Kita begitu mudah marah bila isteri kita cemberut bermuka masam. Tidak hanya itu, dalam otak pun bermunculanlah keburukan-keburukan sang isteri seolah-olah hilang segala kebaikannya. Kok isteriku cemberut ya ? apa salahku ? bukankah isteri yang baik adalah wanita anggun yang bila dilihat suami akan menggairahkan ? bagaimana isteriku ini, kok malah cemberut ? begitulah kira-kira fikiran-fikiran negatif mulai mengotori fikiran kita. Kita lupa bahwa disebalik keburukan isteri kita ada kebaikannya. Semestinya kita tetap berfikiran postif karena itu memang kewajiban seorang muslim. Fikiran negatif adalah dosa dalam kacamata Islam. Semestinya kita tetap mngevaluasi diri sendiri, sudahkah kita menjadi teladan bagi isteri kita untuk tetap tersenyum ditengah berbagai cobaan dan ujian. Jangan-jangan kita sendiri yang mengajarkan cemberut kepada isteri kita. Seharusnya kita tetap berkata…ini adalah salahku yang belum pandai mendidik isteri untuk bisa lebih bersabar.
Sekali waktu mungkin kita pernah berselisih paham dengan saudara kita sesama muslim. Apa yang kita lakukan ? marah, benci, menghadirkan keburukan-keburukannya dan melupakan segala kebaikan yang telah dia lakukan kepada kita ? atau sebaliknya, tetap bersabar dan positif thinking. Memang sulit tapi inilah seharusnya yang dilakukan seorang muslim terhadap muslim lainnya. Kita terlahir sebagai saudara antara muslim satu dengan lainnya, tanpa ada sekat-sekat pembatas. Bahkan persaudaraan sesama muslim lebih kokoh dibandingkan dengan persaudaraan senasab. Jangan pernah merasa paling benar. Bisa jadi kesalahan kita lebih banyak dibanding saudara kita. Jangan kita buka kembali lembar-lembar keburukan masa lalu, karena kita tidak tahu hati seseorang. Bisa jadi dia telah berubah menjadi lebih baik dari masa sebelumnya.
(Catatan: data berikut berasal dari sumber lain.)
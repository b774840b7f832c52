//! Stream configuration management

use serde::{Deserialize, Serialize};
use std::path::Path;
use thiserror::Error;

#[derive(Error, Debug)]
pub enum ConfigError {
    #[error("failed to read config file: {0}")]
    Io(#[from] std::io::Error),

    #[error("failed to parse config: {0}")]
    Parse(#[from] toml::de::Error),

    #[error("invalid configuration: {0}")]
    Invalid(String),
}

/// Snapshot of the streaming configuration.
///
/// The session controller holds exactly one current value and is its sole
/// writer; updates always produce a new snapshot via [`StreamConfig::merged`].
#[derive(Debug, Clone, PartialEq, Serialize, Deserialize)]
pub struct StreamConfig {
    /// Inference server base URL (http/https; upgraded to ws/wss on connect)
    #[serde(default = "default_server_url")]
    pub server_url: String,

    /// Frames per second to sample and send
    #[serde(default = "default_frame_rate")]
    pub frame_rate: f64,

    /// JPEG quality factor, in (0, 1]
    #[serde(default = "default_quality")]
    pub quality: f32,

    /// Resized frame width in pixels
    #[serde(default = "default_width")]
    pub width: u32,

    /// Resized frame height in pixels
    #[serde(default = "default_height")]
    pub height: u32,
}

/// Partial configuration update; `None` fields keep their current value.
#[derive(Debug, Clone, Default, Deserialize)]
pub struct StreamConfigUpdate {
    pub server_url: Option<String>,
    pub frame_rate: Option<f64>,
    pub quality: Option<f32>,
    pub width: Option<u32>,
    pub height: Option<u32>,
}

fn default_server_url() -> String {
    "http://localhost:5000".to_string()
}
fn default_frame_rate() -> f64 {
    10.0
}
fn default_quality() -> f32 {
    0.7
}
fn default_width() -> u32 {
    320
}
fn default_height() -> u32 {
    240
}

impl Default for StreamConfig {
    fn default() -> Self {
        Self {
            server_url: default_server_url(),
            frame_rate: default_frame_rate(),
            quality: default_quality(),
            width: default_width(),
            height: default_height(),
        }
    }
}

impl StreamConfig {
    /// Loads configuration from a TOML file.
    pub fn load<P: AsRef<Path>>(path: P) -> Result<Self, ConfigError> {
        let content = std::fs::read_to_string(path)?;
        Self::from_toml(&content)
    }

    /// Loads configuration from a TOML string.
    pub fn from_toml(content: &str) -> Result<Self, ConfigError> {
        let config: StreamConfig = toml::from_str(content)?;
        config.validate()?;
        Ok(config)
    }

    /// Validates all fields.
    pub fn validate(&self) -> Result<(), ConfigError> {
        if self.server_url.is_empty() {
            return Err(ConfigError::Invalid("server_url must not be empty".into()));
        }

        if !self.frame_rate.is_finite() || self.frame_rate <= 0.0 {
            return Err(ConfigError::Invalid(format!(
                "frame_rate must be > 0, got {}",
                self.frame_rate
            )));
        }

        if !(self.quality > 0.0 && self.quality <= 1.0) {
            return Err(ConfigError::Invalid(format!(
                "quality must be in (0, 1], got {}",
                self.quality
            )));
        }

        if self.width == 0 || self.height == 0 {
            return Err(ConfigError::Invalid(
                "width and height must be > 0".into(),
            ));
        }

        Ok(())
    }

    /// Returns a new snapshot with the update applied on top of `self`.
    pub fn merged(&self, update: &StreamConfigUpdate) -> StreamConfig {
        StreamConfig {
            server_url: update
                .server_url
                .clone()
                .unwrap_or_else(|| self.server_url.clone()),
            frame_rate: update.frame_rate.unwrap_or(self.frame_rate),
            quality: update.quality.unwrap_or(self.quality),
            width: update.width.unwrap_or(self.width),
            height: update.height.unwrap_or(self.height),
        }
    }

    /// Sampling interval derived from the frame rate.
    pub fn frame_interval(&self) -> std::time::Duration {
        std::time::Duration::from_secs_f64(1.0 / self.frame_rate)
    }

    /// JPEG quality factor mapped to the encoder's 1-100 scale.
    pub fn jpeg_quality(&self) -> u8 {
        ((self.quality * 100.0).round() as u8).clamp(1, 100)
    }
}

/// Decides whether applying `new` on top of `old` requires a full transport
/// restart. Only connection identity (`server_url`) and sampling cadence
/// (`frame_rate`) force one; size and quality changes apply live.
pub fn needs_restart(old: &StreamConfig, new: &StreamConfig) -> bool {
    old.server_url != new.server_url || old.frame_rate != new.frame_rate
}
Mari bercermin kepada teladan zaman sahabat mulia al-Faruq Umar ibn Khottob. Dialah sang pemanggul karung gandum untuk rakyatnya yang merasa tidak diperhatikan oleh sang khalifah. Bahkan beliau ra. tidak rela digantikan sang ajudan untuk memikul karung sarat gandum itu. Maukah engkau memikul dosaku di akhirat nanti ? begitulah jawab Umar ibn Khottob, sang amirul mukminin. Maha Suci Allah yang telah menjadikan Umar ibn Khottob muslim terbaik sepanjang zaman sebagai hasil tarbiyah nabi mulia, Muhammad SAW. Bayangkanlah, betapa jauhnya kita dengan kesucian hati seorang Umar ibn Khottob. Beliau seorang khalifah penguasa beberapa Negara. Sahabat yang telah mendapat jaminan surga. Seorang mujtahid yang Allah sendiri pernah membenarkan ijtihadnya. Namun tetap, beliau adalah orang yang senantiasa merasa bersalah. Matanya selalu dipenuhi bulir air mata, meratapi segala dosa dan alpa. Tak pernah marah atau benci kepada rakyatnya yang memberikan nasihat pedas sekalipun. Bahkan zaman senantiasa mengenang salah satu ungkapannya, hisablah diri kalian sebelum kalian dihisab (oleh Allah).
Jadi, mari kita menuju kebaikan. Jangan merasa paling benar, karena kita manusia tempat salah dan lupa. Jangan mencari kesalahan orang lain, karena bisa jadi kesalahan kita lebih besar darinya. Jangan marah bila dinasihati karena itu akan menyelamatkan.